Dairy cows on a farm in the Taranaki region. (Getty Images)
Dairy cows on a farm in the Taranaki region. (Getty Images)

The BulletinApril 13, 2022

The future of the GMO ban

Dairy cows on a farm in the Taranaki region. (Getty Images)
Dairy cows on a farm in the Taranaki region. (Getty Images)

New Zealand’s genetic engineering laws face a tough challenge from new technology, Justin Giovannetti writes in The Bulletin.

The ban on genetic engineering is facing an impossible problem.

There’s a hole in the wall keeping genetically modified organisms out of New Zealand and it’s shaped like an impossible burger. As Chris Schulz wrote for The Spinoff, the lab-designed meat is the biggest name in the plant-based craze. However, the impossible burger would be impossible without genetic engineering. The core of the burger is a heme molecule that gives the meat its taste and bleeding character. The Listener (paywalled) also looked at the growth of consumer interest in plant-based alternatives. Aotearoa’s food safety regulator had to approve the impossible burger’s sale here, giving it an exemption to the country’s ban on GMOs. While it’s not the first genetically engineered technology allowed into the country, it’s a sign of the growing pressure on Aotearoa’s laws.

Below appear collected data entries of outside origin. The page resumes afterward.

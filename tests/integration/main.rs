//! Integration test driver for `tests/integration/` submodule.
//!
//! Each `mod` below maps to a file that exercises the controller against
//! the mock hood.  All tests run on the host with simulated time.

mod app_service_tests;
mod mock_hw;
mod scenario_tests;
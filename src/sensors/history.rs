//! Smoothed sample history.
//!
//! Every completed acquisition is passed through a per-channel exponential
//! moving average and appended to a fixed-size ring buffer.  Slopes are
//! computed over a trailing time window measured from the newest sample.
//!
//! ```text
//!  ring: [ s5 | s6 | s7 | s0 | s1 | s2 | s3 | s4 ]
//!                      ▲ head (oldest once full)
//! ```

use log::debug;

use super::{Channel, RawReadings};

/// Maximum number of retained samples.
pub const HISTORY_CAP: usize = 20;

/// One smoothed snapshot of all four channels.
#[derive(Debug, Clone, Copy, PartialEq, Default)]
pub struct Sample {
    /// Wall-clock milliseconds since the Unix epoch.
    pub ts_ms: u64,
    pub hood_temp: f32,
    pub hood_rh: f32,
    pub room_temp: f32,
    pub room_rh: f32,
}

impl Sample {
    pub fn get(&self, channel: Channel) -> f32 {
        match channel {
            Channel::HoodTemp => self.hood_temp,
            Channel::HoodHumidity => self.hood_rh,
            Channel::RoomTemp => self.room_temp,
            Channel::RoomHumidity => self.room_rh,
        }
    }
}

// ---------------------------------------------------------------------------
// Smoother
// ---------------------------------------------------------------------------

/// Per-channel EMA state.  A channel without a previous value passes the raw
/// reading through unchanged.
#[derive(Debug, Clone)]
pub struct Smoother {
    alpha: f32,
    prev: [Option<f32>; Channel::COUNT],
}

impl Smoother {
    pub fn new(alpha: f32) -> Self {
        Self {
            alpha,
            prev: [None; Channel::COUNT],
        }
    }

    pub fn set_alpha(&mut self, alpha: f32) {
        self.alpha = alpha;
    }

    /// Forget all previous values; the next reading is taken as-is.
    pub fn reset(&mut self) {
        self.prev = [None; Channel::COUNT];
    }

    pub fn apply(&mut self, raw: &RawReadings) -> RawReadings {
        let mut out = RawReadings::default();
        for channel in Channel::ORDER {
            let x = raw.get(channel);
            let slot = &mut self.prev[channel as usize];
            let smoothed = match *slot {
                Some(p) => self.alpha * x + (1.0 - self.alpha) * p,
                None => x,
            };
            *slot = Some(smoothed);
            out.set(channel, smoothed);
        }
        out
    }
}

// ---------------------------------------------------------------------------
// History
// ---------------------------------------------------------------------------

/// Bounded, chronologically ordered sample store.
#[derive(Debug, Clone)]
pub struct History {
    ring: [Sample; HISTORY_CAP],
    /// Index of the next write (oldest entry once full).
    head: usize,
    count: usize,
    smoother: Smoother,
}

impl History {
    pub fn new(ema_alpha: f32) -> Self {
        Self {
            ring: [Sample::default(); HISTORY_CAP],
            head: 0,
            count: 0,
            smoother: Smoother::new(ema_alpha),
        }
    }

    /// Change the EMA weight for subsequent samples.
    pub fn set_alpha(&mut self, ema_alpha: f32) {
        self.smoother.set_alpha(ema_alpha);
    }

    /// Smooth `raw`, stamp it with `now_ms` and append it, evicting the
    /// oldest entry once the buffer is full.
    ///
    /// A timestamp older than the newest entry (wall clock stepped back)
    /// is raised to the newest entry's timestamp so the buffer stays
    /// non-decreasing.
    pub fn record(&mut self, raw: &RawReadings, now_ms: u64) -> Sample {
        let ts_ms = match self.latest() {
            Some(last) if now_ms < last.ts_ms => {
                debug!(
                    "History: clock stepped back {} ms, re-stamping sample",
                    last.ts_ms - now_ms
                );
                last.ts_ms
            }
            _ => now_ms,
        };

        let s = self.smoother.apply(raw);
        let sample = Sample {
            ts_ms,
            hood_temp: s.hood_temp,
            hood_rh: s.hood_rh,
            room_temp: s.room_temp,
            room_rh: s.room_rh,
        };

        self.ring[self.head] = sample;
        self.head = (self.head + 1) % HISTORY_CAP;
        if self.count < HISTORY_CAP {
            self.count += 1;
        }
        sample
    }

    pub fn len(&self) -> usize {
        self.count
    }

    pub fn is_empty(&self) -> bool {
        self.count == 0
    }

    /// Chronological access: `0` is the oldest retained sample.
    pub fn get(&self, idx: usize) -> Option<&Sample> {
        if idx >= self.count {
            return None;
        }
        let oldest = (self.head + HISTORY_CAP - self.count) % HISTORY_CAP;
        Some(&self.ring[(oldest + idx) % HISTORY_CAP])
    }

    pub fn latest(&self) -> Option<&Sample> {
        self.count.checked_sub(1).and_then(|i| self.get(i))
    }

    /// Oldest-to-newest iterator.
    pub fn iter(&self) -> impl Iterator<Item = &Sample> + '_ {
        (0..self.count).filter_map(move |i| self.get(i))
    }

    /// Rate of change of `channel` per minute over the trailing `window_s`.
    ///
    /// The start point is the newest sample at least `window_s` older than
    /// the newest one, or the oldest retained sample if the history is
    /// shorter than the window.  Returns `0.0` while there is no signal yet
    /// (fewer than two samples, or no elapsed time).
    pub fn slope(&self, channel: Channel, window_s: u64) -> f32 {
        if self.count < 2 {
            return 0.0;
        }
        let Some(end) = self.latest() else {
            return 0.0;
        };
        let window_ms = window_s.saturating_mul(1000);

        let mut start = end;
        for i in (0..self.count - 1).rev() {
            let Some(s) = self.get(i) else { break };
            start = s;
            if end.ts_ms - s.ts_ms >= window_ms {
                break;
            }
        }

        let minutes = (end.ts_ms - start.ts_ms) as f32 / 60_000.0;
        if minutes <= 0.0 {
            return 0.0;
        }
        (end.get(channel) - start.get(channel)) / minutes
    }

    /// `hood − room` on the newest sample; `0.0` when empty.
    pub fn differential(&self, hood: Channel, room: Channel) -> f32 {
        self.latest()
            .map_or(0.0, |s| s.get(hood) - s.get(room))
    }

    /// Drop every sample and the smoothing state.
    pub fn clear(&mut self) {
        self.head = 0;
        self.count = 0;
        self.smoother.reset();
    }
}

There’s a growing call for a review of the country’s regulations.

There hasn’t been a review of New Zealand’s laws covering GMOs in over two decades. RNZ reports that the Productivity Commission now warns that current regulations don’t reflect 20 years of breakneck technological advances. The commission has recommended that regulations should accomodate new technology and not “stifle” innovation. The government responded that Aotearoa’s brand is GMO-free and it wants to maintain a “proceed with caution” approach to genetic engineering. There’s also little public interest in changing regulations. However, the Productivity Commission is not alone. The Climate Change Commission also recommended last year that the government consider allowing genetic engineering that could cut emissions from agriculture.

The resistance to change can be fierce. So can the calls for it.

GMOs can be a passionate topic and there’s no easy way to define the arguments on both sides. Prem Maan, the executive chairman of Lewis Road Creamery and Southern Pastures, wrote a defence of current laws last year. He warned of possible massive damage to the environment from uncontrolled spread of GMOs and said the current ban keeps New Zealand’s food exports premium, “wholesome” products. Similar arguments are made every few years, when a new report comes out. Mia Sutherland, a former school strike for climate organiser, wrote for Stuff that GMOs are the climate option. With the country facing a serious challenge to rapidly slash climate emissions this decade, some genetically engineered grasses could help cut agricultural emissions by nearly half. Newsroom also looks at the advances in science and argues this goes far beyond GMOs, with New Zealand also strictly limiting gene editing.

The future holds a lot of radical biology.

It’s possible that you’ll be reading a newsletter in another 20 years that also covers the country’s largely GMO-free status. But it’s unlikely. While there’s been tremendous technological change in the 20 years since the country’s last GMO review, the next two decades promise to be even more transformative. “Biology is the most important technology of this century,” Wired argues in a recent review of what’s to come. In ways that already seem unthinkable, technology is being used right now to edit and rewrite life. The future, for better or worse, will be increasingly synthetic.